Personally I'd think the lack of 1 to say 4 dominant editors in the
stats is a more reliable warning sign than "A single editor, or
essentially only one editor with
tweaking" in most subjects. Nothing is more characteristic of a popular
but poor article than a huge list of contributors, all with fewer than
10 edits. Sadly, the implied notion (at T for Traffic below) that
fairly high views automatically lead to increased quality is very
dubious - we have plenty of extremely bad articles that have had by now
millions of viewers who have between them done next to nothing to
improve the now-ancient text.
There is also the question of what use the results of the exercise will
be. Our current quality ratings certainly have problems, but are a lot
better than nothing. However the areas where systematic work seems to
be going on improving the lowest rated articles, in combination with
high importance ratings, are relatively few. An automated system is
hard to argue with, & I'm concerned that such ratings will actually
cause more problems than they reveal or solve, if people take them more
seriously than they deserve, or are unable to over-ride or question
them. One issue with the manual system is that it tends to give a
greatly excessive
weight to article length, as though there was a standard ideal size for
all subjects, which of course there isn't. It will be even harder for
an automated system to avoid the same pitfall without relying on the
very blunt instrument of our importance ratings, which don't pretend to
operate to common standards, so that nobody thinks that
"high-importance" means, or should mean, the same between say
WikiProject_Friesland
<https://en.wikipedia.org/wiki/WikiProject_Friesland> and
Wikiproject:Science.
John
Date: Wed, 16 Apr 2014 19:53:20 +0100
From: Charles Matthews <charles.r.matthews(a)ntlworld.com>
There's the old DREWS acronym from How Wikipedia Works. to which I'd now
add T for traffic. In other words there are six factors that an experienced
human would use to analyse quality, looking in particular for warning signs.
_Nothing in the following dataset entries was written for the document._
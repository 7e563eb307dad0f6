use anchor_lang::prelude::*;

use crate::components::{check_authority, uncertainty_index_bps};
use crate::events::PriceUpdateEvent;
use crate::states::GlobalState;
use crate::utils::{StrataError, STATE_SEED, STRATA_SEED};

/// Refreshes the oracle snapshot. Both freshness cursors are stamped
/// in the same write: the call carries a fresh LST rate, so leaving
/// the epoch cursor behind would immediately re-stale the data it
/// just wrote.
pub fn update_prices(
    ctx: Context<UpdatePricesInstructionAccounts>,
    sol_usd: u64,
    lst_rate: u64,
    conf_usd: u64,
) -> Result<()> {
    let state = &mut ctx.accounts.global_state;

    check_authority(state, &ctx.accounts.signer)?;

    require!(sol_usd > 0, StrataError::ZeroAmount);
    require!(lst_rate > 0, StrataError::ZeroAmount);

    let clock = Clock::get()?;

    state.sol_usd_price = sol_usd;
    state.lst_to_sol_rate = lst_rate;
    state.oracle_confidence_usd = conf_usd;
    state.uncertainty_index_bps = uncertainty_index_bps(sol_usd, conf_usd);
    state.last_oracle_update_slot = clock.slot;
    state.last_lst_sync_epoch = clock.epoch;

    emit!(PriceUpdateEvent {
        sol_usd_price: sol_usd,
        lst_to_sol_rate: lst_rate,
        oracle_confidence_usd: conf_usd,
        uncertainty_index_bps: state.uncertainty_index_bps,
        slot: clock.slot,
    });

    Ok(())
}

#[derive(Accounts)]
pub struct UpdatePricesInstructionAccounts<'info> {
    #[account(mut)]
    pub signer: Signer<'info>,

    #[account(mut, seeds = [STRATA_SEED.as_bytes(), STATE_SEED.as_bytes()], bump)]
    pub global_state: Account<'info, GlobalState>,
}
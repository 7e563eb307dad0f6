use strata_program::components::{mul_div_down, mul_div_up};
use strata_program::utils::StrataError;

// --- rounding direction ---

#[test]
fn down_floors_the_quotient() {
    // 7 * 3 / 2 = 10.5 → 10
    assert_eq!(mul_div_down(7, 3, 2).unwrap(), 10);
}

#[test]
fn up_ceils_the_quotient() {
    // 7 * 3 / 2 = 10.5 → 11
    assert_eq!(mul_div_up(7, 3, 2).unwrap(), 11);
}

#[test]
fn exact_quotient_identical_both_ways() {
    // 6 * 4 / 8 = 3 exactly
    assert_eq!(mul_div_down(6, 4, 8).unwrap(), 3);
    assert_eq!(mul_div_up(6, 4, 8).unwrap(), 3);
}

#[test]
fn up_exceeds_down_by_at_most_one() {
    for (a, b, c) in [(1u64, 1u64, 3u64), (999, 1_000, 7), (123_456_789, 987_654_321, 1_000_000)] {
        let down = mul_div_down(a, b, c).unwrap();
        let up = mul_div_up(a, b, c).unwrap();
        assert!(up == down || up == down + 1);
    }
}

// --- widening ---

#[test]
fn intermediate_wider_than_u64() {
    // u64::MAX * 2 overflows u64 but the halved result fits
    assert_eq!(mul_div_down(u64::MAX, 2, 4).unwrap(), u64::MAX / 2);
}

#[test]
fn full_scale_identity() {
    // a * P / P = a at the 10^9 scale
    assert_eq!(
        mul_div_down(u64::MAX, 1_000_000_000, 1_000_000_000).unwrap(),
        u64::MAX
    );
}

// --- failure cases ---

#[test]
fn result_above_u64_overflows() {
    assert!(matches!(
        mul_div_down(u64::MAX, 2, 1),
        Err(StrataError::MathOverflow)
    ));
}

#[test]
fn up_result_above_u64_overflows() {
    assert!(matches!(
        mul_div_up(u64::MAX, 3, 2),
        Err(StrataError::MathOverflow)
    ));
}

#[test]
fn zero_divisor_rejected() {
    assert!(matches!(
        mul_div_down(1, 1, 0),
        Err(StrataError::DivisionByZero)
    ));
    assert!(matches!(mul_div_up(1, 1, 0), Err(StrataError::DivisionByZero)));
}

#[test]
fn zero_factor_gives_zero() {
    assert_eq!(mul_div_down(0, u64::MAX, 3).unwrap(), 0);
    assert_eq!(mul_div_up(0, u64::MAX, 3).unwrap(), 0);
}
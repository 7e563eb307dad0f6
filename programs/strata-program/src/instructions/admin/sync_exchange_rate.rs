use anchor_lang::prelude::*;

use crate::states::GlobalState;
use crate::utils::{STATE_SEED, STRATA_SEED};

/// Restamps the LST exchange-rate cursor. Permissionless: the call
/// moves no value, it only re-validates the cached rate for the
/// current epoch.
pub fn sync_exchange_rate(ctx: Context<SyncExchangeRateInstructionAccounts>) -> Result<()> {
    let state = &mut ctx.accounts.global_state;

    let clock = Clock::get()?;
    state.last_lst_sync_epoch = clock.epoch;

    msg!("SyncExchangeRate {{epoch: {}}}", clock.epoch);

    Ok(())
}

#[derive(Accounts)]
pub struct SyncExchangeRateInstructionAccounts<'info> {
    pub signer: Signer<'info>,

    #[account(mut, seeds = [STRATA_SEED.as_bytes(), STATE_SEED.as_bytes()], bump)]
    pub global_state: Account<'info, GlobalState>,
}
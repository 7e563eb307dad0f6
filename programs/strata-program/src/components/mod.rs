pub use checks::*;
pub use compute_mint_lev::*;
pub use compute_mint_stable::*;
pub use compute_redeem_lev::*;
pub use compute_redeem_stable::*;
pub use dynamic_fee_bps::*;
pub use execution_ctx::*;
pub use freshness::*;
pub use invariants::*;
pub use mul_div::*;
pub use pricing::*;
pub use uncertainty_bps::*;

pub mod checks;
pub mod compute_mint_lev;
pub mod compute_mint_stable;
pub mod compute_redeem_lev;
pub mod compute_redeem_stable;
pub mod dynamic_fee_bps;
pub mod execution_ctx;
pub mod freshness;
pub mod invariants;
pub mod mul_div;
pub mod pricing;
pub mod uncertainty_bps;
use anchor_lang::prelude::*;

/// Single process-wide balance sheet of the protocol. One LST vault
/// backs the stablecoin (senior tranche) and the leveraged token
/// (junior tranche) at the same time.
#[account]
pub struct GlobalState {
    pub version: u8,

    pub authority: Pubkey,
    pub treasury: Pubkey,

    pub stable_mint: Pubkey,
    pub lev_mint: Pubkey,
    pub supported_lst_mint: Pubkey,

    pub vault: Pubkey,
    pub vault_authority: Pubkey,
    pub vault_authority_bump: u8,

    /// Authoritative LST balance of the vault, in LST base units.
    pub total_lst_amount: u64,
    /// Outstanding stablecoin supply, 6-decimal USD units.
    pub stable_supply: u64,
    /// Outstanding leveraged-token supply, 9-decimal units.
    pub lev_supply: u64,

    pub min_cr_bps: u64,
    pub target_cr_bps: u64,

    pub stable_mint_fee_bps: u64,
    pub stable_redeem_fee_bps: u64,
    pub lev_mint_fee_bps: u64,
    pub lev_redeem_fee_bps: u64,
    pub fee_min_multiplier_bps: u64,
    pub fee_max_multiplier_bps: u64,

    /// Oracle confidence relative to price, in bps; recomputed on
    /// every price update.
    pub uncertainty_index_bps: u64,
    pub uncertainty_max_bps: u64,

    /// Integer-division residue accumulated in the vault's favor.
    pub rounding_reserve_lamports: u64,
    pub max_rounding_reserve_lamports: u64,

    pub max_oracle_staleness_slots: u64,
    pub max_conf_bps: u64,
    pub max_lst_stale_epochs: u64,

    pub last_tvl_update_slot: u64,
    pub last_oracle_update_slot: u64,
    pub last_lst_sync_epoch: u64,

    /// SOL/USD snapshot, 6-decimal USD per SOL.
    pub sol_usd_price: u64,
    /// LST-to-SOL exchange rate, 9-decimal SOL per LST.
    pub lst_to_sol_rate: u64,
    /// Oracle confidence interval, 6-decimal USD.
    pub oracle_confidence_usd: u64,

    pub mint_paused: bool,
    pub redeem_paused: bool,

    /// Strictly monotonic per-operation sequence number.
    pub operation_counter: u64,
}
use anchor_lang::prelude::*;

use crate::states::GlobalState;
use crate::utils::StrataError;

/// Checks that the given signer is the protocol authority.
/// Returns `Unauthorized` error if not.
pub fn check_authority(state: &GlobalState, signer: &Signer) -> Result<()> {
    if signer.key() != state.authority {
        return Err(StrataError::Unauthorized.into());
    }

    Ok(())
}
D = Discussion: crunch the talk page (20 archives = controversial, while no
comments indicates possible neglect)
R = WikiProject rating, FWIW, if there is one.
E = Edit history. A single editor, or essentially only one editor with
tweaking, is a warning sign. (Though not if it is me, obviously)
W = Writing. This would take some sort of text analysis. Work to do here.
Includes detection of non-standard format, which would suggest neglect by
experienced editors.
S = Sources. Count footnotes and so on.
T = Traffic. Pages at 100 hits per month are not getting many eyeballs.
Warning sign. Very high traffic is another issue.
Seems to me that there is enough to bite on, here.